Here is a paper from DeepMind on the memorization capabilities of LLMs: https://arxiv.org/pdf/2507.05578

And here is an earlier one that analyzed how memorization improves as the number of parameters grows: https://arxiv.org/pdf/2202.07646

How to check copyright?

Posted Oct 5, 2025 13:45 UTC (Sun) by kleptog (subscriber, #1183) [Link]

While the issue of memorisation is interesting, it is ultimately not really relevant to the discussion. You don't need an LLM to intentionally violate copyright. The issue is can you use an LLM to *unintentionally* violate copyright?

I think those papers actually show it is quite hard. Because even with very specific prompting, the majority of texts could not be recovered to any significant degree. So what are the chances an LLM will reproduce a literal text without special prompting?

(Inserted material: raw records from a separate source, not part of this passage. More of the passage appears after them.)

//! services/client/src/adapters/embedding.rs
//!
//! This module contains the adapter for the remote embedding service.
//! It implements the `EmbeddingService` port from the `core` crate.

use async_trait::async_trait;
use docuchat_core::domain::Document;
use docuchat_core::ports::{EmbeddingService, PortError, PortResult};
use serde::Serialize;
use uuid::Uuid;

#[derive(Serialize)]
struct EmbeddingDocument<'a> {
    id: Uuid,
    name: &'a str,
    #[serde(rename = "type")]
    media_type: &'a str,
    size: i64,
}

#[derive(Serialize)]
struct EmbeddingRequest<'a> {
    project_id: Uuid,
    user_id: Uuid,
    documents: Vec<EmbeddingDocument<'a>>,
}

//=========================================================================================
// The Main Adapter Struct
//=========================================================================================

/// An adapter that posts a batch of ready documents to the remote processing
/// endpoint. Only the response status is consumed; the endpoint indexes the
/// documents on its own schedule.
#[derive(Clone)]
pub struct HttpEmbeddingAdapter {
    client: reqwest::Client,
    endpoint: String,
}

impl HttpEmbeddingAdapter {
    /// Creates a new `HttpEmbeddingAdapter`.
    pub fn new(client: reqwest::Client, endpoint: String) -> Self {
        Self { client, endpoint }
    }
}

//=========================================================================================
// `EmbeddingService` Trait Implementation
//=========================================================================================

#[async_trait]
impl EmbeddingService for HttpEmbeddingAdapter {
    async fn embed_documents(
        &self,
        project_id: Uuid,
        user_id: Uuid,
        documents: &[Document],
    ) -> PortResult<()> {
        let request = EmbeddingRequest {
            project_id,
            user_id,
            documents: documents
                .iter()
                .map(|d| EmbeddingDocument {
                    id: d.id,
                    name: &d.name,
                    media_type: &d.media_type,
                    size: d.size,
                })
                .collect(),
        };

        let response = self
            .client
            .post(&self.endpoint)
            .json(&request)
            .send()
            .await
            .map_err(|e| PortError::Unexpected(e.to_string()))?;

        if !response.status().is_success() {
            let status = response.status();
            let body = response.text().await.unwrap_or_default();
            return Err(PortError::Unexpected(format!(
                "Embedding endpoint error {}: {}",
                status, body
            )));
        }
        Ok(())
    }
}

Mathematically speaking an LLM is just a function, and for every output there exists an input that will produce something close to it. Even if it is just "Repeat X". (Well, technically I don't know if we know that LLMs have a dense output space.) What are the chances a random person will hit one of those inputs that matches some copyrighted output?

I suppose we've given the "infinite monkeys" a power-tool that makes it more likely for them to reproduce Shakespeare. Is it too likely?

Clean-room reverse engineering

Posted Oct 3, 2025 8:07 UTC (Fri) by rschroev (subscriber, #4164) [Link]

Clean-room reverse engineering is a whole different topic though, isn't it? It's what Compaq did back in the 80's to reverse engineer the IBM PC's BIOS, enabling them to make compatible machines in a legal way. Notably the people who studied IBM's BIOS and the ones who implemented Compaq's new one were different teams, to avoid any copyright issues.

That's a whole different situation than either people or LLMs reading code and later using their knowledge to write new code.

How to check copyright?

Posted Oct 3, 2025 9:40 UTC (Fri) by farnz (subscriber, #17727) [Link]

Clean-room reverse-engineering isn't part of the codified side of copyright law; rather, it's a process that the courts recognise as guaranteeing that the work produced in the clean room cannot be a derived work of the original.

To be a derived work, there must be some copying of the original, intended or accidental. The clean-room process guarantees that the people in the clean-room cannot copy the original, and therefore, if they do come up with something that appears to be a copy of the original, it's not a derived work.

You can, of course, do reverse-engineering and reimplementation without a clean-room setup; it's just that you then have to show that each piece that's alleged to be a literal copy of the original falls on the right side of the idea-expression distinction to not be a derived work, instead of being able to show that no copying took place.